# Chapter 8 Sequential Monte Carlo and MCEM

The NIMBLE algorithm library is growing and as of version 0.6-7 includes a suite of Sequential Monte Carlo algorithms as well as a more robust MCEM and k-fold cross-validation.

## 8.1 Particle Filters / Sequential Monte Carlo

### 8.1.1 Filtering Algorithms

NIMBLE includes algorithms for four different types of sequential Monte Carlo (also known as particle filters), which can be used to sample from the latent states and approximate the log likelihood of a state space model. The particle filters currently implemented in NIMBLE are the bootstrap filter, the auxiliary particle filter, the Liu-West filter, and the ensemble Kalman filter, which can be built, respectively, with calls to `buildBootstrapFilter`

, `buildAuxiliaryFilter`

, `buildLiuWestFilter`

, and `buildEnsembleKF`

. Each particle filter requires setup arguments `model`

and `nodes`

; the latter should be a character vector specifying latent model nodes. In addition, each particle filter can be customized using a `control`

list argument. Details on the control options and specifics of the filtering algorithms can be found in the help pages for the functions.

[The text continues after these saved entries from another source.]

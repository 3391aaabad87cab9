//! Offset, axial, and cube hex coordinates for a pointy-top, odd-row grid.
//!
//! Reference: <https://www.redblobgames.com/grids/hexagons/>

use std::fmt;
use std::ops::{Add, Sub};

use crate::config::GameConfig;
use crate::error::{EngineError, EngineResult};

/// Odd-row offset coordinate. Top-left tile is `(0, 0)`; odd rows are shoved
/// half a tile to the right.
///
/// This is the coordinate used by the board, by entities, and by the public API.
#[derive(Clone, Copy, Debug, PartialEq, Eq, PartialOrd, Ord, Hash, Default)]
#[cfg_attr(feature = "serde", derive(serde::Serialize, serde::Deserialize))]
pub struct OddRCoord {
    pub x: i32,
    pub y: i32,
}

/// Neighbor offsets indexed by `[row parity][direction]`.
///
/// Direction 0 is east, continuing counter-clockwise to 5 (south-east).
const DIRECTION_DIFFERENCES: [[(i32, i32); GameConfig::HEX_DIRECTIONS]; 2] = [
    // Even rows
    [(1, 0), (0, -1), (-1, -1), (-1, 0), (-1, 1), (0, 1)],
    // Odd rows
    [(1, 0), (1, -1), (0, -1), (-1, 0), (0, 1), (1, 1)],
];

impl OddRCoord {
    pub const ORIGIN: Self = Self { x: 0, y: 0 };

    pub const fn new(x: i32, y: i32) -> Self {
        Self { x, y }
    }

    pub const fn col(self) -> i32 {
        self.x
    }

    pub const fn row(self) -> i32 {
        self.y
    }

    pub const fn to_axial(self) -> AxialCoord {
        let parity = self.y & 1;
        AxialCoord::new(self.x - (self.y - parity) / 2, self.y)
    }

    pub const fn to_cube(self) -> CubeCoord {
        self.to_axial().to_cube()
    }

    /// Hex distance in steps.
    pub fn distance(self, other: Self) -> u32 {
        self.to_cube().distance(other.to_cube())
    }

    /// Neighbor in `direction` (0–5).
    pub fn neighbor(self, direction: usize) -> EngineResult<Self> {
        if direction >= GameConfig::HEX_DIRECTIONS {
            return Err(EngineError::InvalidArgument(
                "direction must be between 0 and 5",
            ));
        }
        Ok(self.neighbor_unchecked(direction))
    }

    fn neighbor_unchecked(self, direction: usize) -> Self {
        let parity = (self.y & 1) as usize;
        let (dx, dy) = DIRECTION_DIFFERENCES[parity][direction];
        Self::new(self.x + dx, self.y + dy)
    }

    /// All six neighbors in direction order.
    pub fn neighbors(self) -> [Self; GameConfig::HEX_DIRECTIONS] {
        std::array::from_fn(|direction| self.neighbor_unchecked(direction))
    }

    /// Returns true if `other` shares an edge with `self`.
    pub fn is_adjacent(self, other: Self) -> bool {
        self.distance(other) == 1
    }
}

impl Add for OddRCoord {
    type Output = OddRCoord;
    fn add(self, rhs: Self) -> Self {
        Self::new(self.x + rhs.x, self.y + rhs.y)
    }
}

impl Sub for OddRCoord {
    type Output = OddRCoord;
    fn sub(self, rhs: Self) -> Self {
        Self::new(self.x - rhs.x, self.y - rhs.y)
    }
}

impl fmt::Display for OddRCoord {
    fn fmt(&self, f: &mut fmt::Formatter<'_>) -> fmt::Result {
        write!(f, "({}, {})", self.x, self.y)
    }
}

/// Axial coordinate `(q, r)`; the cube coordinate with `s` left implicit.
#[derive(Clone, Copy, Debug, PartialEq, Eq, PartialOrd, Ord, Hash, Default)]
#[cfg_attr(feature = "serde", derive(serde::Serialize, serde::Deserialize))]
pub struct AxialCoord {
    pub q: i32,
    pub r: i32,
}

impl AxialCoord {
    pub const fn new(q: i32, r: i32) -> Self {
        Self { q, r }
    }

    pub const fn to_cube(self) -> CubeCoord {
        CubeCoord {
            q: self.q,
            r: self.r,
            s: -self.q - self.r,
        }
    }

    pub const fn to_odd_r(self) -> OddRCoord {
        let parity = self.r & 1;
        OddRCoord::new(self.q + (self.r - parity) / 2, self.r)
    }
}

impl Add for AxialCoord {
    type Output = AxialCoord;
    fn add(self, rhs: Self) -> Self {
        Self::new(self.q + rhs.q, self.r + rhs.r)
    }
}

impl Sub for AxialCoord {
    type Output = AxialCoord;
    fn sub(self, rhs: Self) -> Self {
        Self::new(self.q - rhs.q, self.r - rhs.r)
    }
}

/// Cube coordinate. Always satisfies `q + r + s == 0`.
///
/// Fields are private so the constraint cannot be broken; build one with
/// [`CubeCoord::new`] (which derives `s`) or from another representation.
#[derive(Clone, Copy, Debug, PartialEq, Eq, PartialOrd, Ord, Hash, Default)]
#[cfg_attr(feature = "serde", derive(serde::Serialize, serde::Deserialize))]
pub struct CubeCoord {
    q: i32,
    r: i32,
    s: i32,
}

impl CubeCoord {
    pub const fn new(q: i32, r: i32) -> Self {
        Self { q, r, s: -q - r }
    }

    pub const fn q(self) -> i32 {
        self.q
    }

    pub const fn r(self) -> i32 {
        self.r
    }

    pub const fn s(self) -> i32 {
        self.s
    }

    pub const fn to_axial(self) -> AxialCoord {
        AxialCoord::new(self.q, self.r)
    }

    pub const fn to_odd_r(self) -> OddRCoord {
        self.to_axial().to_odd_r()
    }

    /// Half the Manhattan length of the cube delta.
    pub fn distance(self, other: Self) -> u32 {
        let delta = self - other;
        (delta.q.unsigned_abs() + delta.r.unsigned_abs() + delta.s.unsigned_abs()) / 2
    }

    pub(crate) fn to_float(self) -> CubeCoordF {
        CubeCoordF {
            q: self.q as f64,
            r: self.r as f64,
            s: self.s as f64,
        }
    }
}

impl Add for CubeCoord {
    type Output = CubeCoord;
    fn add(self, rhs: Self) -> Self {
        Self::new(self.q + rhs.q, self.r + rhs.r)
    }
}

impl Sub for CubeCoord {
    type Output = CubeCoord;
    fn sub(self, rhs: Self) -> Self {
        Self::new(self.q - rhs.q, self.r - rhs.r)
    }
}

/// Fractional cube coordinate used while interpolating lines.
#[derive(Clone, Copy, Debug, PartialEq)]
pub(crate) struct CubeCoordF {
    pub q: f64,
    pub r: f64,
    pub s: f64,
}

impl CubeCoordF {
    pub fn nudged(self, epsilon: (f64, f64, f64)) -> Self {
        Self {
            q: self.q + epsilon.0,
            r: self.r + epsilon.1,
            s: self.s + epsilon.2,
        }
    }

    pub fn lerp(self, other: Self, t: f64) -> Self {
        Self {
            q: self.q + (other.q - self.q) * t,
            r: self.r + (other.r - self.r) * t,
            s: self.s + (other.s - self.s) * t,
        }
    }

    /// Rounds to the nearest cell, recomputing the component with the largest
    /// rounding error from the other two.
    pub fn round(self) -> CubeCoord {
        let mut q = self.q.round();
        let mut r = self.r.round();
        let s = self.s.round();

        let q_diff = (q - self.q).abs();
        let r_diff = (r - self.r).abs();
        let s_diff = (s - self.s).abs();

        if q_diff > r_diff && q_diff > s_diff {
            q = -r - s;
        } else if r_diff > s_diff {
            r = -q - s;
        }
        // Otherwise `s` is the one to recompute, which `CubeCoord::new` does.
        CubeCoord::new(q as i32, r as i32)
    }
}

#[cfg(test)]
mod tests {
    use super::*;

    fn sample_coords() -> impl Iterator<Item = OddRCoord> {
        (-6..=6).flat_map(|x| (-6..=6).map(move |y| OddRCoord::new(x, y)))
    }

    #[test]
    fn offset_cube_round_trip() {
        for coord in sample_coords() {
            assert_eq!(coord.to_cube().to_odd_r(), coord);
            assert_eq!(coord.to_axial().to_odd_r(), coord);
            let cube = coord.to_cube();
            assert_eq!(cube.q() + cube.r() + cube.s(), 0);
        }
    }

    #[test]
    fn distance_is_symmetric_and_zero_on_self() {
        for a in sample_coords() {
            assert_eq!(a.distance(a), 0);
            for b in sample_coords().step_by(7) {
                assert_eq!(a.distance(b), b.distance(a));
                if a != b {
                    assert!(a.distance(b) > 0);
                }
            }
        }
    }

    #[test]
    fn triangle_inequality_holds() {
        let points: Vec<_> = sample_coords().step_by(11).collect();
        for &a in &points {
            for &b in &points {
                for &c in &points {
                    assert!(a.distance(c) <= a.distance(b) + b.distance(c));
                }
            }
        }
    }

    #[test]
    fn neighbors_are_at_distance_one() {
        for coord in [OddRCoord::new(2, 2), OddRCoord::new(3, 3), OddRCoord::new(0, -1)] {
            let neighbors = coord.neighbors();
            for neighbor in neighbors {
                assert_eq!(coord.distance(neighbor), 1);
            }
            let mut unique = neighbors.to_vec();
            unique.sort();
            unique.dedup();
            assert_eq!(unique.len(), 6);
        }
    }

    #[test]
    fn neighbor_rejects_bad_direction() {
        assert_eq!(OddRCoord::ORIGIN.neighbor(0).unwrap(), OddRCoord::new(1, 0));
        assert!(matches!(
            OddRCoord::ORIGIN.neighbor(6),
            Err(EngineError::InvalidArgument(_))
        ));
    }

    #[test]
    fn rounding_preserves_cube_constraint() {
        let rounded = CubeCoordF {
            q: 0.4,
            r: 0.4,
            s: -0.8,
        }
        .round();
        assert_eq!(rounded.q() + rounded.r() + rounded.s(), 0);
        assert_eq!(rounded, CubeCoord::new(0, 1));
    }
}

Once built, each filter can be run by specifying the number of particles. Each filter has a modelValues object named `mvEWSamples`

that is populated with equally-weighted samples from the posterior distribution of the latent states (and in the case of the Liu-West filter, the posterior distribution of the top level parameters as well) as the filter is run. The bootstrap, auxiliary, and Liu-West filters also have another modelValues object, `mvWSamples`

, which has unequally-weighted samples from the posterior distribution of the latent states, along with weights for each particle. In addition, the bootstrap and auxiliary particle filters return estimates of the log-likelihood of the given state space model.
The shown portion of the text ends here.